### Exercise data

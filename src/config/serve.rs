//! `[serve]` section configuration.
//!
//! Contains development server settings.

use super::defaults;
use educe::Educe;
use serde::{Deserialize, Serialize};

/// `[serve]` section in kcdshop.toml - workshop server settings.
///
/// # Example
/// ```toml
/// [serve]
/// interface = "0.0.0.0"  # Listen on all interfaces
/// port = 5639
/// watch = true           # Track file changes to invalidate caches
/// ```
#[derive(Debug, Clone, Educe, Serialize, Deserialize)]
#[educe(Default)]
#[serde(deny_unknown_fields)]
pub struct ServeConfig {
    /// Network interface to bind.
    #[serde(default = "defaults::serve::interface")]
    #[educe(Default = defaults::serve::interface())]
    pub interface: String,

    /// HTTP port number (default: 5639).
    #[serde(default = "defaults::serve::port")]
    #[educe(Default = defaults::serve::port())]
    pub port: u16,

    /// Enable file watcher for cache invalidation on changes.
    #[serde(default = "defaults::r#true")]
    #[educe(Default = true)]
    pub watch: bool,
}
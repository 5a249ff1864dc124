//! kcdshop - A local server for interactive coding workshops.

mod cache;
mod cli;
mod compiler;
mod config;
mod logger;
mod package;
mod process;
mod serve;
mod utils;
mod watch;
mod workshop;

use anyhow::{Context, Result};
use cache::StalenessTracker;
use clap::Parser;
use cli::{Cli, Commands};
use colored::Colorize;
use compiler::MarkdownCompiler;
use config::Config;
use process::LocalProcessManager;
use serve::serve_workshop;
use std::sync::Arc;
use workshop::{App, Exercise, Workshop};

fn main() -> Result<()> {
    let cli = Cli::parse();
    logger::set_verbose(cli.verbose);
    let config = Config::load(&cli)?;

    let runtime = tokio::runtime::Builder::new_multi_thread()
        .enable_all()
        .build()
        .context("Failed to start async runtime")?;

    let workshop = Workshop::new(
        &config,
        Arc::new(StalenessTracker::new()),
        Arc::new(MarkdownCompiler),
        Arc::new(LocalProcessManager::new(&config.dev)),
    );

    match &cli.command {
        Commands::Apps => {
            let apps = runtime.block_on(workshop.get_apps())?;
            print_apps(&apps);
            Ok(())
        }
        Commands::Exercises => {
            let exercises = runtime.block_on(workshop.get_exercises())?;
            print_exercises(&exercises);
            Ok(())
        }
        Commands::Playground { app, reset } => {
            let report = runtime.block_on(workshop.set_playground_by_name(app, *reset))?;
            log!(
                "playground";
                "{} copied, {} unchanged, {} removed{}",
                report.copied,
                report.skipped,
                report.removed,
                if report.restarted { ", restarted" } else { "" }
            );
            Ok(())
        }
        Commands::Serve { .. } => serve_workshop(&config, workshop, runtime.handle()),
    }
}

fn print_apps(apps: &[App]) {
    for app in apps {
        let port = app.port().map(|port| format!(":{port}")).unwrap_or_default();
        println!(
            "{} {} {}",
            format!("{:<10}", app.kind_name()).dimmed(),
            app.name.bold(),
            port.cyan()
        );
    }
}

fn print_exercises(exercises: &[Exercise]) {
    for exercise in exercises {
        println!(
            "{} {}",
            format!("{:02}.", exercise.exercise_number).dimmed(),
            exercise.title.bold()
        );
        for step in exercise.steps.iter().flatten() {
            let mark = |present: bool| if present { "✓".green() } else { "-".dimmed() };
            println!(
                "    {:02}  problem {}  solution {}",
                step.step_number,
                mark(step.problem.is_some()),
                mark(step.solution.is_some())
            );
        }
    }
}
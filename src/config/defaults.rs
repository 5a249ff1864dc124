//! Default values for configuration fields.
//!
//! These functions are used by serde for default deserialization.

pub fn r#true() -> bool {
    true
}

// ============================================================================
// [serve] Section Defaults
// ============================================================================

pub mod serve {
    pub fn interface() -> String {
        "127.0.0.1".into()
    }

    pub fn port() -> u16 {
        5639
    }
}

// ============================================================================
// [cache] Section Defaults
// ============================================================================

pub mod cache {
    /// One day, shared by per-app and compiled-instruction entries.
    pub fn ttl_secs() -> u64 {
        60 * 60 * 24
    }

    pub fn swr_secs() -> u64 {
        0
    }
}

// ============================================================================
// [playground] Section Defaults
// ============================================================================

pub mod playground {
    pub fn hook_command() -> Vec<String> {
        vec!["node".into()]
    }
}

// ============================================================================
// [dev] Section Defaults
// ============================================================================

pub mod dev {
    pub fn command() -> Vec<String> {
        vec!["npm".into(), "run".into(), "dev".into()]
    }

    pub fn health_timeout_secs() -> u64 {
        30
    }
}
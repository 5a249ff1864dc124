//! Configuration error types.

use std::path::PathBuf;
use thiserror::Error;

/// Configuration-related errors
#[derive(Debug, Error)]
pub enum ConfigError {
    #[error("IO error when reading `{0}`")]
    Io(PathBuf, #[source] std::io::Error),

    #[error("Config file parsing error")]
    Toml(#[from] toml::de::Error),

    #[error("Invalid JSON in `{0}`")]
    Json(PathBuf, #[source] serde_json::Error),

    #[error("Config validation error: {0}")]
    Validation(String),

    #[error("Workshop title missing: set `kcdshop.title` in `{0}`")]
    MissingWorkshopTitle(PathBuf),
}
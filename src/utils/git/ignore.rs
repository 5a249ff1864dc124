//! `.gitignore` matching.
//!
//! [`GitIgnore`] stacks the ignore files of several directories; each
//! [`IgnoreMatcher`] matches paths relative to the directory its
//! `.gitignore` came from.

use gix::{bstr::ByteSlice, glob::wildmatch};
use std::{
    fs,
    path::{Path, PathBuf},
};

// Bits of gix::ignore::search::pattern::Mode (the type itself is private).
const MODE_NO_SUB_DIR: u32 = 1 << 0;
const MODE_MUST_MATCH_DIR: u32 = 1 << 2;
const MODE_NEGATIVE: u32 = 1 << 3;
const MODE_ABSOLUTE: u32 = 1 << 4;

/// Patterns of a single `.gitignore` file.
#[derive(Debug, Default)]
pub struct IgnoreMatcher {
    patterns: Vec<(gix::bstr::BString, u32)>,
}

impl IgnoreMatcher {
    pub fn new(gitignore: &[u8]) -> Self {
        let patterns = gix::ignore::parse(gitignore)
            .map(|(pattern, _, _)| (pattern.text, pattern.mode.bits()))
            .collect();
        Self { patterns }
    }

    /// Whether `path` (`/`-separated, relative to the `.gitignore`) is ignored.
    ///
    /// Last matching pattern wins; `!` patterns un-ignore.
    pub fn matches(&self, path: &str, is_dir: bool) -> bool {
        let mut is_ignored = false;
        for (text, mode) in &self.patterns {
            // "build/" never matches a file named "build"
            if mode & MODE_MUST_MATCH_DIR != 0 && !is_dir {
                continue;
            }

            let is_absolute = mode & MODE_ABSOLUTE != 0;
            let has_internal_slash = mode & MODE_NO_SUB_DIR == 0;

            // Slash-free, unanchored patterns match the basename.
            let match_path = if !has_internal_slash && !is_absolute {
                path.rsplit_once('/').map_or(path, |(_, name)| name)
            } else {
                path
            };

            if wildmatch(
                text.as_bstr(),
                match_path.into(),
                wildmatch::Mode::NO_MATCH_SLASH_LITERAL,
            ) {
                is_ignored = mode & MODE_NEGATIVE == 0;
            }
        }
        is_ignored
    }

    fn is_empty(&self) -> bool {
        self.patterns.is_empty()
    }
}

/// `.gitignore` files of several base directories, applied together.
#[derive(Debug, Default)]
pub struct GitIgnore {
    layers: Vec<(PathBuf, IgnoreMatcher)>,
}

impl GitIgnore {
    /// Read `<base>/.gitignore` for every base that has one.
    pub fn load(bases: &[&Path]) -> std::io::Result<Self> {
        let mut layers = Vec::new();
        for base in bases {
            let path = base.join(".gitignore");
            let content = match fs::read(&path) {
                Ok(content) => content,
                Err(err) if err.kind() == std::io::ErrorKind::NotFound => continue,
                Err(err) => return Err(err),
            };
            let matcher = IgnoreMatcher::new(&content);
            if !matcher.is_empty() {
                layers.push((base.to_path_buf(), matcher));
            }
        }
        Ok(Self { layers })
    }

    /// Whether any layer whose base contains `path` ignores it.
    pub fn is_ignored(&self, path: &Path, is_dir: bool) -> bool {
        self.layers.iter().any(|(base, matcher)| {
            path.strip_prefix(base)
                .ok()
                .and_then(|relative| relative.to_str())
                .filter(|relative| !relative.is_empty())
                .is_some_and(|relative| matcher.matches(&relative.replace('\\', "/"), is_dir))
        })
    }
}

#[cfg(test)]
mod tests {
    use super::*;

    #[test]
    fn test_ignore_matcher() {
        let gitignore = b"dist/**\n*.log\n.DS_Store\n!important.log\nbuild/\n/root_only";
        let matcher = IgnoreMatcher::new(gitignore);

        assert!(matcher.matches("dist/assets/index.js", false));
        assert!(matcher.matches("error.log", false));
        assert!(matcher.matches("src/error.log", false));
        assert!(matcher.matches(".DS_Store", false));
        assert!(!matcher.matches("important.log", false));

        assert!(matcher.matches("build", true));
        assert!(!matcher.matches("build", false));

        assert!(matcher.matches("root_only", false));
        assert!(!matcher.matches("src/root_only", false));

        assert!(!matcher.matches("src/app.tsx", false));
    }

    #[test]
    fn test_ignore_matcher_precedence() {
        let matcher = IgnoreMatcher::new(b"*.log\n!important.log\nimportant.log");
        assert!(matcher.matches("important.log", false));
    }

    #[test]
    fn test_ignore_matcher_comments_and_anchors() {
        let matcher = IgnoreMatcher::new(b"# comment\n*.tmp\n/TODO\ndocs/*.md");

        assert!(!matcher.matches("# comment", false));
        assert!(matcher.matches("dir/file.tmp", false));
        assert!(matcher.matches("TODO", false));
        assert!(!matcher.matches("src/TODO", false));
        assert!(matcher.matches("docs/intro.md", false));
        assert!(!matcher.matches("docs/other/intro.md", false));
    }

    #[test]
    fn test_layers_are_relative_to_their_base() {
        let root = tempfile::tempdir().unwrap();
        let app = root.path().join("exercises/01.intro/01.problem");
        fs::create_dir_all(&app).unwrap();
        fs::write(root.path().join(".gitignore"), "node_modules\n*.log\n").unwrap();
        fs::write(app.join(".gitignore"), "/generated\n").unwrap();

        let ignore = GitIgnore::load(&[root.path(), &app]).unwrap();

        assert!(ignore.is_ignored(&app.join("debug.log"), false));
        assert!(ignore.is_ignored(&app.join("node_modules"), true));
        assert!(ignore.is_ignored(&app.join("generated"), true));
        // Anchored to the app, not the root.
        assert!(!ignore.is_ignored(&root.path().join("generated"), true));
        assert!(!ignore.is_ignored(&app.join("src/index.tsx"), false));
        // The base itself is never ignored.
        assert!(!ignore.is_ignored(&app, true));
    }

    #[test]
    fn test_missing_gitignore_ignores_nothing() {
        let root = tempfile::tempdir().unwrap();
        let ignore = GitIgnore::load(&[root.path()]).unwrap();
        assert!(!ignore.is_ignored(&root.path().join("anything"), false));
    }
}
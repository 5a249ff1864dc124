//! File-change driven cache invalidation.
//!
//! The watcher records when a directory was last touched; cache lookups ask
//! whether their entry predates that touch.
//!
//! ```text
//! notify event ──► record_touched(dir) ──► touched[dir] = now
//!                                               │
//! cached(key) ──► is_stale(dir, entry) ◄────────┘
//!                 touched[dir] > entry.created_time ?
//! ```

use super::CacheMetadata;
use parking_lot::RwLock;
use rustc_hash::{FxHashMap, FxHashSet};
use std::path::{Path, PathBuf};
use tokio::time::Instant;

/// Directory → last observed modification.
///
/// Entries are only ever inserted or moved forward; the map lives as long as
/// the process.
#[derive(Debug, Default)]
pub struct StalenessTracker {
    touched: RwLock<FxHashMap<PathBuf, Instant>>,
    /// Directory trees whose watcher events are currently ignored.
    suspended: RwLock<FxHashSet<PathBuf>>,
}

impl StalenessTracker {
    pub fn new() -> Self {
        Self::default()
    }

    /// Mark `dir` as modified now.
    pub fn record_touched(&self, dir: &Path) {
        self.touched.write().insert(dir.to_path_buf(), Instant::now());
    }

    /// Forward a watcher event for `path`.
    ///
    /// Every known directory containing `path` is touched, as is the
    /// immediate parent of `path` so that added or removed app directories
    /// invalidate the aggregate catalog. Events inside suspended trees are
    /// dropped.
    pub fn record_event(&self, path: &Path, known_dirs: &[PathBuf]) {
        if self.is_suspended(path) {
            return;
        }

        let now = Instant::now();
        let mut touched = self.touched.write();
        for dir in known_dirs.iter().filter(|dir| path.starts_with(dir)) {
            touched.insert(dir.clone(), now);
        }
        if let Some(parent) = path.parent() {
            touched.insert(parent.to_path_buf(), now);
        }
    }

    /// Whether `entry` was created before the last touch of `dir`.
    ///
    /// `None` means "no opinion": the directory was never touched, so the
    /// entry's TTL decides. A missing entry with a touched directory is
    /// always stale.
    pub fn is_stale(&self, dir: &Path, entry: Option<&CacheMetadata>) -> Option<bool> {
        let modified_at = *self.touched.read().get(dir)?;
        match entry {
            None => Some(true),
            Some(metadata) => Some(modified_at > metadata.created_time),
        }
    }

    /// Like [`is_stale`](Self::is_stale), against the newest touch of any
    /// directory.
    pub fn is_any_stale(&self, entry: Option<&CacheMetadata>) -> Option<bool> {
        let latest = self.touched.read().values().max().copied()?;
        match entry {
            None => Some(true),
            Some(metadata) => Some(latest > metadata.created_time),
        }
    }

    /// Stop honoring watcher events under `dir` until [`resume`](Self::resume).
    pub fn suspend(&self, dir: &Path) {
        self.suspended.write().insert(dir.to_path_buf());
    }

    pub fn resume(&self, dir: &Path) {
        self.suspended.write().remove(dir);
    }

    fn is_suspended(&self, path: &Path) -> bool {
        self.suspended
            .read()
            .iter()
            .any(|dir| path.starts_with(dir))
    }
}

#[cfg(test)]
mod tests {
    use super::*;
    use std::time::Duration;

    fn metadata_at(created_time: Instant) -> CacheMetadata {
        CacheMetadata {
            created_time,
            ttl: Duration::from_secs(60),
            swr: Duration::ZERO,
        }
    }

    #[tokio::test(start_paused = true)]
    async fn test_untouched_dir_has_no_opinion() {
        let tracker = StalenessTracker::new();
        let entry = metadata_at(Instant::now());
        assert_eq!(tracker.is_stale(Path::new("/w/a"), Some(&entry)), None);
        assert_eq!(tracker.is_stale(Path::new("/w/a"), None), None);
        assert_eq!(tracker.is_any_stale(Some(&entry)), None);
    }

    #[tokio::test(start_paused = true)]
    async fn test_touch_after_creation_is_stale() {
        let tracker = StalenessTracker::new();
        let entry = metadata_at(Instant::now());

        tokio::time::advance(Duration::from_millis(5)).await;
        tracker.record_touched(Path::new("/w/a"));

        assert_eq!(tracker.is_stale(Path::new("/w/a"), Some(&entry)), Some(true));
        assert_eq!(tracker.is_stale(Path::new("/w/b"), Some(&entry)), None);
        assert_eq!(tracker.is_any_stale(Some(&entry)), Some(true));
    }

    #[tokio::test(start_paused = true)]
    async fn test_touch_before_creation_is_fresh() {
        let tracker = StalenessTracker::new();
        tracker.record_touched(Path::new("/w/a"));

        tokio::time::advance(Duration::from_millis(5)).await;
        let entry = metadata_at(Instant::now());

        assert_eq!(tracker.is_stale(Path::new("/w/a"), Some(&entry)), Some(false));
        assert_eq!(tracker.is_stale(Path::new("/w/a"), None), Some(true));
    }

    #[tokio::test(start_paused = true)]
    async fn test_record_event_touches_known_prefixes_and_parent() {
        let tracker = StalenessTracker::new();
        let entry = metadata_at(Instant::now());
        tokio::time::advance(Duration::from_millis(1)).await;

        let known = vec![PathBuf::from("/w/exercises/01.a"), PathBuf::from("/w/examples/b")];
        tracker.record_event(
            Path::new("/w/exercises/01.a/01.problem/src/index.js"),
            &known,
        );

        assert_eq!(tracker.is_stale(Path::new("/w/exercises/01.a"), Some(&entry)), Some(true));
        assert_eq!(
            tracker.is_stale(Path::new("/w/exercises/01.a/01.problem/src"), Some(&entry)),
            Some(true)
        );
        assert_eq!(tracker.is_stale(Path::new("/w/examples/b"), Some(&entry)), None);
    }

    #[tokio::test(start_paused = true)]
    async fn test_suspended_tree_ignores_events() {
        let tracker = StalenessTracker::new();
        let known = vec![PathBuf::from("/w/playground")];

        tracker.suspend(Path::new("/w/playground"));
        tracker.record_event(Path::new("/w/playground/index.js"), &known);
        assert_eq!(tracker.is_stale(Path::new("/w/playground"), None), None);

        tracker.resume(Path::new("/w/playground"));
        tracker.record_event(Path::new("/w/playground/index.js"), &known);
        assert_eq!(tracker.is_stale(Path::new("/w/playground"), None), Some(true));
    }
}
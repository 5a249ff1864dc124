//! App discovery and caching engine.
//!
//! ```text
//! filesystem ─► classify ─► builders (parallel per dir) ─► catalog ─► exercises
//!                               │                             ▲
//!                               └── per-app cache ◄── staleness tracker ◄── watcher
//!
//! set_playground ─► mirror src → playground ─► touch playground ─┘
//! ```
//!
//! [`Workshop`] owns every cache and collaborator; nothing here is global.

mod app;
mod builders;
mod catalog;
mod classify;
mod error;
mod exercises;
mod paths;
mod playground;

pub use app::{App, AppKind, DevInfo, PLAYGROUND_NAME, TestInfo, compare_apps};
pub use classify::StepKind;
pub use error::{BuildError, NotFound};
pub use exercises::Exercise;
pub use paths::WorkshopPaths;

use crate::{
    cache::{Cache, CacheMetadata, CacheOptions, StalenessTracker},
    compiler::{CompiledMdx, InstructionsCompiler},
    config::Config,
    log,
    process::ProcessManager,
};
use parking_lot::RwLock;
use std::{
    path::{Path, PathBuf},
    sync::Arc,
};

/// Engine context shared by the CLI, the watcher and the HTTP layer.
pub struct Workshop {
    paths: WorkshopPaths,
    /// Windows for per-app and compiled-instruction entries.
    options: CacheOptions,
    tracker: Arc<StalenessTracker>,
    catalog: Cache<Vec<App>>,
    apps: Cache<App>,
    instructions: Cache<Option<CompiledMdx>>,
    compiler: Arc<dyn InstructionsCompiler>,
    processes: Arc<dyn ProcessManager>,
    hook_command: Vec<String>,
    playground_lock: tokio::sync::Mutex<()>,
    /// App and exercise directories of the last catalog build.
    known_dirs: RwLock<Vec<PathBuf>>,
}

impl Workshop {
    pub fn new(
        config: &Config,
        tracker: Arc<StalenessTracker>,
        compiler: Arc<dyn InstructionsCompiler>,
        processes: Arc<dyn ProcessManager>,
    ) -> Arc<Self> {
        Arc::new(Self {
            paths: WorkshopPaths::new(&config.root),
            options: CacheOptions::new(config.cache.ttl(), config.cache.swr()),
            tracker,
            catalog: Cache::new("catalog"),
            apps: Cache::new("apps"),
            instructions: Cache::new("instructions"),
            compiler,
            processes,
            hook_command: config.playground.hook_command.clone(),
            playground_lock: tokio::sync::Mutex::new(()),
            known_dirs: RwLock::default(),
        })
    }

    pub const fn paths(&self) -> &WorkshopPaths {
        &self.paths
    }

    pub const fn tracker(&self) -> &Arc<StalenessTracker> {
        &self.tracker
    }

    pub fn processes(&self) -> &Arc<dyn ProcessManager> {
        &self.processes
    }

    /// Directories the watcher should attribute events to.
    pub fn known_dirs(&self) -> Vec<PathBuf> {
        self.known_dirs.read().clone()
    }

    /// Compile an instructions file, cached per file and invalidated by
    /// touches of its directory. A missing file is `None`; so is a compiler
    /// failure, which is logged.
    pub(crate) async fn compile_file(&self, file: &Path) -> Option<CompiledMdx> {
        let dir = file.parent().unwrap_or(&self.paths.root);
        let compiler = Arc::clone(&self.compiler);
        let path = file.to_path_buf();

        let result = self
            .instructions
            .cached(
                &file.to_string_lossy(),
                self.options,
                |metadata| self.tracker.is_stale(dir, metadata),
                move || async move {
                    Ok(tokio::task::spawn_blocking(move || {
                        if !path.is_file() {
                            return Ok(None);
                        }
                        compiler.compile(&path).map(Some)
                    })
                    .await??)
                },
            )
            .await;

        result.unwrap_or_else(|err| {
            log!("compile"; "{}: {err:#}", file.display());
            None
        })
    }

    /// Staleness of an entry that depends on several directories: stale if
    /// any of them was touched after it, no opinion if none was touched.
    fn is_any_dir_stale(&self, dirs: &[&Path], metadata: Option<&CacheMetadata>) -> Option<bool> {
        dirs.iter()
            .filter_map(|dir| self.tracker.is_stale(dir, metadata))
            .reduce(|a, b| a || b)
    }
}


#[cfg(test)]
mod tests {
    use super::fixtures::*;
    use std::fs;

    #[tokio::test]
    async fn test_compile_file_is_cached_until_dir_touched() {
        let fx = fixture();
        let readme = fx.root().join("README.mdx");

        let first = fx.workshop.compile_file(&readme).await.unwrap();
        assert_eq!(first.title.as_deref(), Some("Welcome"));

        fs::write(&readme, "# Changed\n").unwrap();
        let cached = fx.workshop.compile_file(&readme).await.unwrap();
        assert_eq!(cached.title.as_deref(), Some("Welcome"));

        fx.workshop.tracker().record_touched(fx.root());
        let fresh = fx.workshop.compile_file(&readme).await.unwrap();
        assert_eq!(fresh.title.as_deref(), Some("Changed"));
    }

    #[tokio::test]
    async fn test_compile_missing_file_is_none() {
        let fx = fixture();
        assert!(fx.workshop.compile_file(&fx.root().join("NOPE.mdx")).await.is_none());
    }
}
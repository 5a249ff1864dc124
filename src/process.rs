//! Dev server process management.
//!
//! The engine talks to running app processes only through
//! [`ProcessManager`]; [`LocalProcessManager`] spawns them as tokio child
//! processes keyed by app name.

use crate::{
    config::{DevConfig, check_command_installed},
    log,
    workshop::App,
};
use anyhow::{Context, Result, bail};
use async_trait::async_trait;
use rustc_hash::FxHashMap;
use std::{net::TcpListener, process::Stdio, time::Duration};
use tokio::{
    io::AsyncWriteExt,
    net::TcpStream,
    process::{Child, Command},
    sync::Mutex,
    time::{Instant, sleep},
};

const HEALTH_POLL_INTERVAL: Duration = Duration::from_millis(200);

#[async_trait]
pub trait ProcessManager: Send + Sync {
    /// Spawn the app's dev server. No-op for statically served apps.
    async fn start(&self, app: &App) -> Result<()>;

    /// Kill the process started for `name`, if any.
    async fn stop(&self, name: &str) -> Result<()>;

    async fn is_running(&self, app: &App) -> bool;

    async fn is_port_free(&self, port: u16) -> bool;

    /// Deliver one message line to a running process.
    async fn send_message(&self, app: &App, message: &str) -> Result<()>;

    /// Wait until the app's dev server accepts connections.
    async fn wait_until_healthy(&self, app: &App) -> Result<()>;
}

/// Spawns dev servers with `[dev].command` in the app directory.
pub struct LocalProcessManager {
    command: Vec<String>,
    health_timeout: Duration,
    children: Mutex<FxHashMap<String, Child>>,
}

impl LocalProcessManager {
    pub fn new(config: &DevConfig) -> Self {
        Self {
            command: config.command.clone(),
            health_timeout: config.health_timeout(),
            children: Mutex::default(),
        }
    }
}

#[async_trait]
impl ProcessManager for LocalProcessManager {
    async fn start(&self, app: &App) -> Result<()> {
        let Some(port) = app.port() else {
            return Ok(());
        };
        if self.is_running(app).await {
            return Ok(());
        }
        if !self.is_port_free(port).await {
            bail!("port {port} for `{}` is already in use", app.name);
        }

        check_command_installed("[dev.command]", &self.command)?;
        let (program, args) = self
            .command
            .split_first()
            .context("[dev.command] is empty")?;

        let child = Command::new(program)
            .args(args)
            .current_dir(&app.full_path)
            .env("PORT", port.to_string())
            .stdin(Stdio::piped())
            .kill_on_drop(true)
            .spawn()
            .with_context(|| format!("Failed to start dev server for `{}`", app.name))?;

        log!("dev"; "{} on port {port}", app.name);
        self.children.lock().await.insert(app.name.clone(), child);
        Ok(())
    }

    async fn stop(&self, name: &str) -> Result<()> {
        let Some(mut child) = self.children.lock().await.remove(name) else {
            return Ok(());
        };
        child
            .kill()
            .await
            .with_context(|| format!("Failed to stop `{name}`"))?;
        log!("dev"; "stopped {name}");
        Ok(())
    }

    async fn is_running(&self, app: &App) -> bool {
        let mut children = self.children.lock().await;
        let running = children
            .get_mut(&app.name)
            .is_some_and(|child| matches!(child.try_wait(), Ok(None)));
        if !running {
            children.remove(&app.name);
        }
        running
    }

    async fn is_port_free(&self, port: u16) -> bool {
        TcpListener::bind(("127.0.0.1", port)).is_ok()
    }

    async fn send_message(&self, app: &App, message: &str) -> Result<()> {
        let mut children = self.children.lock().await;
        let stdin = children
            .get_mut(&app.name)
            .and_then(|child| child.stdin.as_mut())
            .with_context(|| format!("`{}` is not running", app.name))?;

        stdin.write_all(message.as_bytes()).await?;
        stdin.write_all(b"\n").await?;
        stdin.flush().await?;
        Ok(())
    }

    async fn wait_until_healthy(&self, app: &App) -> Result<()> {
        let Some(port) = app.port() else {
            return Ok(());
        };

        let deadline = Instant::now() + self.health_timeout;
        while Instant::now() < deadline {
            if TcpStream::connect(("127.0.0.1", port)).await.is_ok() {
                return Ok(());
            }
            sleep(HEALTH_POLL_INTERVAL).await;
        }
        bail!(
            "`{}` did not accept connections on port {port} within {}s",
            app.name,
            self.health_timeout.as_secs()
        )
    }
}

######

#### Exercise prompt:
Check each line above for the string "HTTP" and copy every line that has it.

#### Response area:
    /// HTTP port number (default: 5639).
/// Engine context shared by the CLI, the watcher and the HTTP layer.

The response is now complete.